Gli studi scientifici si basano sui finanziamenti ad hoc per la ricerca, quindi gli Stati soldi per la ricerca non ne hanno, ne stanziano pochissimi. La ricerca è tutta in mano alle aziende e ai privati, quindi quando la cannabis terapeutica entrerà nelle mani delle aziende farmaceutiche partiranno gli studi scientifici. Ma noi possiamo lavorare anche senza studi scientifici, noi siamo medici, il medico agisce secondo scienza e coscienza. Gli studi scientifici che già oggi abbiamo sono più che sufficienti per poter lavorare con la cannabis. Si possono raccogliere casi clinici, si possono fare dei report, sono tante le cose che si possono fare in attesa che arrivi la “Grande Ricerca”. Invece, per quanto riguarda la politica è una questione di genetica: la politica si sta interessando di cose che non interessano la popolazione, anzi, porta la popolazione a interessarsi di cose che non influiscono sulla vita della popolazione. Il numero di pazienti sta crescendo, sta crescendo in modo vertiginoso anche il numero di quelli che si autoproducono la cannabis facendo delle cose sbagliate, facendosi del male, perché quando uno è senza cosa fa? Non è che può pensare “non mi curo”, per cui fa quello che può, tra comprarla al mercato nero o autoprodursela, io ne ho viste di tutti i colori. Cosa dobbiamo dire a queste persone che stanno male e che trovano beneficio solo nell’assunzione della cannabis terapeutica?

Le è mai capitato di incontrare pregiudizio da parte dei suoi colleghi rispetto alla prescrizione della cannabis terapeutica ai pazienti?

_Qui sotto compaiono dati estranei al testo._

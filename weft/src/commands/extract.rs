use clap::Args;
use eyre::Result;
use serde_json::json;
use weft_core::manifest::tool_manifest_path;
use weft_extract::{ExtractOptions, extract_tools};

use super::{GlobalArgs, UnwrapOrExit};
use crate::emit::{Emission, emit_diagnostics};

#[derive(Args)]
pub struct ExtractCommand {}

impl ExtractCommand {
    pub async fn run(&self, globals: &GlobalArgs) -> Result<()> {
        let (config, root) = globals.load_config().unwrap_or_exit();
        let result = extract_tools(
            &config,
            &root,
            ExtractOptions {
                strict: globals.strict,
            },
        )
        .await
        .unwrap_or_exit();

        if globals.json || !result.diagnostics.is_empty() {
            emit_diagnostics(Emission {
                command: "extract",
                diagnostics: &result.diagnostics,
                success: result.success,
                json: globals.json,
                context: json!({
                    "manifestPath": tool_manifest_path(&config.out_dir_in(&root)),
                }),
            });
        }
        if !result.success {
            std::process::exit(1);
        }
        Ok(())
    }
}
//! Diagnostics presentation.
//!
//! The pipeline stages never format for a terminal or pick exit codes; this
//! layer renders their diagnostics either as a JSON payload on stdout or as
//! log lines, and the command wrappers map failure to a non-zero exit.

use serde_json::{Value, json};
use tracing::{error, info, warn};
use weft_core::{Diagnostic, Severity};

pub struct Emission<'a> {
    pub command: &'a str,
    pub diagnostics: &'a [Diagnostic],
    pub success: bool,
    pub json: bool,
    pub context: Value,
}

pub fn emit_diagnostics(emission: Emission<'_>) {
    if emission.json {
        let payload = json!({
            "command": emission.command,
            "success": emission.success,
            "diagnostics": emission.diagnostics,
            "context": emission.context,
        });
        match serde_json::to_string_pretty(&payload) {
            Ok(body) => println!("{body}"),
            Err(err) => error!(%err, "failed to serialize diagnostics payload"),
        }
        return;
    }

    if emission.diagnostics.is_empty() {
        info!(command = emission.command, "no diagnostics reported");
        return;
    }

    for diag in emission.diagnostics {
        log_diagnostic(emission.command, diag);
    }
    if !emission.success {
        error!(command = emission.command, "command completed with diagnostics");
    }
}

fn log_diagnostic(command: &str, diag: &Diagnostic) {
    let location = diag.location.as_deref().unwrap_or("");
    match diag.severity {
        Severity::Error => error!(command, code = %diag.code, location, "{}", diag.message),
        Severity::Warning => warn!(command, code = %diag.code, location, "{}", diag.message),
        Severity::Info => info!(command, code = %diag.code, location, "{}", diag.message),
    }
    if let Some(suggestion) = &diag.suggestion {
        info!(command, code = %diag.code, "  suggestion: {suggestion}");
    }
}
mod artifacts;
mod browser;
mod commands;
mod emit;
mod pipeline;

use clap::Parser;
use eyre::Result;

use crate::commands::Cli;

#[tokio::main]
async fn main() -> Result<()> {
    color_eyre::install()?;

    let cli = Cli::parse();
    cli.init_tracing();
    cli.run().await
}
//! Tool Extractor: scans annotated TypeScript sources, infers or validates
//! schemas, and emits the tool manifest.
//!
//! The run is a sequential async pipeline. A failure scoped to one file or
//! one annotation becomes a diagnostic and the batch continues; only an
//! unwritable output directory aborts the run.

pub mod literal;
pub mod scan;
pub mod schema;
pub mod sources;
pub mod types;
pub mod types_config;

use std::collections::{BTreeSet, HashSet};
use std::path::{Path, PathBuf};

use serde_json::{Value, json};
use tracing::{debug, info, warn};
use weft_core::config::Config;
use weft_core::diagnostic::{Diagnostic, DiagnosticCode, DiagnosticSink, stage_success};
use weft_core::error::Result;
use weft_core::manifest::{
    TOOL_MANIFEST_VERSION, ToolDefinition, ToolManifest, UiComponentDeclaration,
    generation_timestamp, save_json, tool_manifest_path,
};
use weft_core::uri::is_valid_resource_uri;

use crate::scan::{Scanner, ToolSite, UiSite, scan_annotations};
use crate::schema::Inferencer;
use crate::sources::resolve_globs;
use crate::types::TypeTable;
use crate::types_config::load_types_config;

pub const GENERATOR: &str = "weft-extract";

#[derive(Debug, Clone, Copy, Default)]
pub struct ExtractOptions {
    pub strict: bool,
}

#[derive(Debug)]
pub struct ExtractResult {
    pub manifest: ToolManifest,
    pub diagnostics: Vec<Diagnostic>,
    pub success: bool,
}

struct ParsedFile {
    path: PathBuf,
    source: String,
    tree: tree_sitter::Tree,
}

/// Run the extraction stage and persist the tool manifest.
pub async fn extract_tools(
    config: &Config,
    root: &Path,
    options: ExtractOptions,
) -> Result<ExtractResult> {
    let mut sink = DiagnosticSink::new();

    let sources = resolve_globs(&config.tool_globs, root, &mut sink);
    debug!(files = sources.len(), "resolved tool globs");

    let types_config = load_types_config(
        &config.types_config_in(root),
        &config.types_config,
        &mut sink,
    )
    .await;
    let include_files = match &types_config {
        Some(tc) => resolve_globs(&tc.include, root, &mut sink),
        None => Vec::new(),
    };

    // The type program spans the globbed sources plus the types config's
    // include set; only globbed files are scanned for annotations.
    let annotated: BTreeSet<&PathBuf> = sources.iter().collect();
    let program: BTreeSet<&PathBuf> = sources.iter().chain(include_files.iter()).collect();

    let mut scanner = Scanner::new()?;
    let mut type_table = TypeTable::new();
    let mut parsed = Vec::new();
    for path in program {
        let source = match tokio::fs::read_to_string(path).await {
            Ok(source) => source,
            Err(err) => {
                sink.push(
                    Diagnostic::warning(
                        DiagnosticCode::SourceFileSkipped,
                        format!("Unable to read {}: {err}", path.display()),
                    )
                    .at(path.display().to_string()),
                );
                continue;
            }
        };
        let Some(tree) = scanner.parse(&source) else {
            sink.push(
                Diagnostic::warning(
                    DiagnosticCode::SourceFileSkipped,
                    format!("Unable to parse {}", path.display()),
                )
                .at(path.display().to_string()),
            );
            continue;
        };
        type_table.collect(tree.root_node(), &source);
        if annotated.contains(path) {
            parsed.push(ParsedFile {
                path: path.clone(),
                source,
                tree,
            });
        }
    }
    debug!(types = type_table.len(), "collected type table");

    let mut tools: Vec<ToolDefinition> = Vec::new();
    let mut ui_components: Vec<UiComponentDeclaration> = Vec::new();
    let mut seen_ids = HashSet::new();

    for file in &parsed {
        let location = file.path.display().to_string();
        let (tool_sites, ui_sites) = scan_annotations(file.tree.root_node(), &file.source);
        for site in tool_sites {
            if let Some(tool) =
                process_tool_site(site, &location, &mut seen_ids, &type_table, &mut sink)
            {
                tools.push(tool);
            }
        }
        for site in ui_sites {
            if let Some(ui) = process_ui_site(site, &location, &mut sink) {
                ui_components.push(ui);
            }
        }
    }

    // Resolve deferred UI resource URIs from the matching tool definitions.
    for ui in &mut ui_components {
        if !ui.resource_uri.is_empty() {
            continue;
        }
        let resolved = tools
            .iter()
            .find(|t| t.id == ui.tool_id)
            .and_then(|t| t.resource_uri.clone());
        match resolved {
            Some(uri) => ui.resource_uri = uri,
            None => sink.push(
                Diagnostic::error(
                    DiagnosticCode::ResourceUriUnresolved,
                    format!(
                        "UI component for tool {} is missing resourceUri and it could not be inferred from the tool definition.",
                        ui.tool_id
                    ),
                )
                .at(ui.entry.clone())
                .suggest(
                    "Ensure the tool has a resourceUri in its @tool annotation, or provide one in the @uiComponent annotation.",
                ),
            ),
        }
    }

    let manifest = ToolManifest {
        manifest_version: TOOL_MANIFEST_VERSION.to_string(),
        name: config.name.clone(),
        version: config.version.clone(),
        generated_by: GENERATOR.to_string(),
        generated_at: generation_timestamp(),
        tools,
        ui_components,
    };

    let manifest_path = tool_manifest_path(&config.out_dir_in(root));
    save_json(&manifest_path, &manifest).await?;

    let diagnostics = sink.into_vec();
    let success = stage_success(&diagnostics, options.strict);
    if success {
        info!(path = %manifest_path.display(), tools = manifest.tools.len(), "wrote tool manifest");
    } else {
        warn!(count = diagnostics.len(), "extraction emitted diagnostics");
    }

    Ok(ExtractResult {
        manifest,
        diagnostics,
        success,
    })
}

fn process_tool_site(
    site: ToolSite,
    file: &str,
    seen_ids: &mut HashSet<String>,
    type_table: &TypeTable,
    sink: &mut DiagnosticSink,
) -> Option<ToolDefinition> {
    let meta_id = site.meta.get("id").and_then(Value::as_str);
    let meta_name = site.meta.get("name").and_then(Value::as_str);
    let id = meta_id
        .or(meta_name)
        .map(str::to_string)
        .or_else(|| site.fn_name.clone());
    let Some(id) = id else {
        sink.push(
            Diagnostic::error(
                DiagnosticCode::ToolIdMissing,
                format!("Tool missing id in {file}"),
            )
            .at(file),
        );
        return None;
    };
    // First occurrence wins.
    if !seen_ids.insert(id.clone()) {
        sink.push(
            Diagnostic::error(
                DiagnosticCode::ToolIdDuplicate,
                format!("Duplicate tool id {id} in {file}"),
            )
            .at(file),
        );
        return None;
    }

    let input_schema = site
        .meta
        .get("inputSchema")
        .cloned()
        .or_else(|| infer_input_schema(&site, &id, file, type_table, sink));
    let output_schema = site.meta.get("outputSchema").cloned().or_else(|| {
        site.return_type.as_ref().and_then(|descriptor| {
            Inferencer::new(type_table, &id, file).infer(descriptor, "output", sink)
        })
    });

    if input_schema.is_none() {
        sink.push(
            Diagnostic::error(
                DiagnosticCode::ToolSchemaMissing,
                format!("inputSchema missing for tool {id}"),
            )
            .at(file)
            .suggest(
                "Add inputSchema to the @tool annotation or ensure the first parameter has a supported type annotation.",
            ),
        );
    }

    let resource_uri = site
        .meta
        .get("resourceUri")
        .and_then(Value::as_str)
        .map(str::to_string);
    match &resource_uri {
        None => sink.push(
            Diagnostic::warning(
                DiagnosticCode::ResourceUriMissing,
                format!("Tool {id} is missing resourceUri; ensure it maps to a ui:// namespace/resource"),
            )
            .at(file),
        ),
        Some(uri) if !is_valid_resource_uri(uri) => sink.push(
            Diagnostic::error(
                DiagnosticCode::ResourceUriInvalid,
                format!("Invalid resourceUri for tool {id}: {uri}"),
            )
            .at(file)
            .suggest("Expected format ui://namespace/resource"),
        ),
        Some(_) => {}
    }

    Some(ToolDefinition {
        name: meta_name.unwrap_or(&id).to_string(),
        description: site
            .meta
            .get("description")
            .and_then(Value::as_str)
            .map(str::to_string),
        // The tool stays in the manifest even without a schema so the
        // manifest remains structurally valid.
        input_schema: input_schema.unwrap_or_else(|| json!({})),
        output_schema,
        resource_uri,
        preview_template: site
            .meta
            .get("previewTemplate")
            .and_then(Value::as_str)
            .map(str::to_string),
        id,
    })
}

fn infer_input_schema(
    site: &ToolSite,
    tool_id: &str,
    file: &str,
    type_table: &TypeTable,
    sink: &mut DiagnosticSink,
) -> Option<Value> {
    if !site.has_params {
        return Some(json!({"type": "object", "properties": {}}));
    }
    match &site.first_param_type {
        None => {
            sink.push(
                Diagnostic::warning(
                    DiagnosticCode::SchemaInferMissingType,
                    format!(
                        "Cannot infer input schema for {tool_id}; first parameter lacks a type annotation."
                    ),
                )
                .at(file),
            );
            None
        }
        Some(descriptor) => {
            Inferencer::new(type_table, tool_id, file).infer(descriptor, "input", sink)
        }
    }
}

fn process_ui_site(
    site: UiSite,
    file: &str,
    sink: &mut DiagnosticSink,
) -> Option<UiComponentDeclaration> {
    let Some(tool_id) = site.meta.get("toolId").and_then(Value::as_str) else {
        sink.push(
            Diagnostic::error(
                DiagnosticCode::UiToolIdMissing,
                format!("UI component missing toolId in {file}"),
            )
            .at(file),
        );
        return None;
    };
    Some(UiComponentDeclaration {
        tool_id: tool_id.to_string(),
        resource_uri: site
            .meta
            .get("resourceUri")
            .and_then(Value::as_str)
            .unwrap_or_default()
            .to_string(),
        entry: file.to_string(),
        preview_template: site
            .meta
            .get("previewTemplate")
            .and_then(Value::as_str)
            .map(str::to_string),
    })
}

Sì, sicuramente il grande pregiudizio è da parte dei medici, perché nessuno a noi insegna all’università che esiste un sistema endocannabinoide, che la cannabis ha delle proprietà terapeutiche… Per cui deriva solo dalla voglia personale di documentarsi, di interessarsi a dei temi, di capire cosa c’è di nuovo che sta avanzando. Ciascuno di noi lo deve fare, è difficile trovare documentazione perché sono pochi i testi su cui mettersi a studiare, devi andare su PubMed che è il nostro canale di ricerca scientifica e scaricare i lavori che ci sono, ce n’è a centinaia ormai, ti metti lì, li studi e poi provi a applicare quello che hai letto: fai il medico. Purtroppo c’è pregiudizio da parte dei medici e poi pregiudizio e tanta ignoranza da parte della politica, i pazienti non ne hanno, le persone oggi sono molto più avanti, quelle ammalate sono abituate a girare su Internet a confrontarsi sui social, per cercare soluzioni per la propria malattia e il pregiudizio lì non esiste. Quando uno è ammalato ha un obiettivo, quello di star meglio, il pregiudizio lo lascia ad un altro indirizzo.

Le differenze tra cannabis terapeutica, light e illegale

Le chiederei di fare chiarezza su un punto: mi spiegherebbe le differenze tra cannabis terapeutica, cannabis light e la cannabis illegale che si trova sul mercato nero?

Sono tre cose diverse. La cannabis è una pianta unica, a seconda di come la coltivo e in base a cosa voglio che questa pianta mi dia, alla genetica della pianta e alla metodica di coltivazione, cambia il risultato. La cannabis terapeutica ha i 4 requisiti di efficacia, sicurezza, standardizzazione, accessibilità. La cannabis light è una cannabis che non dovrebbe essere utilizzata perché chi la produce e la vende sa che sui prodotti deve scrivere che non può essere né inalata né tanto meno ingerita ma che può essere utilizzata come souvenir, soprammobile, ma non per uso alimentare o inalatorio, quindi è più che altro una provocazione. La cannabis sul mercato nero è quella che si utilizza per lo sballo e che quindi spesso è addizionata di altre sostanze stupefacenti, ha alti contenuti di thc, è una cannabis che non ha niente a che fare con le altre due. La cannabis light prevede anche bassi contenuti di thc che talvolta ci sono, talvolta non ci sono, è una pianta che se non la coltivi in un certo modo può risponderti producendo cannabinoidi in qualche modo differenti sotto questi aspetti.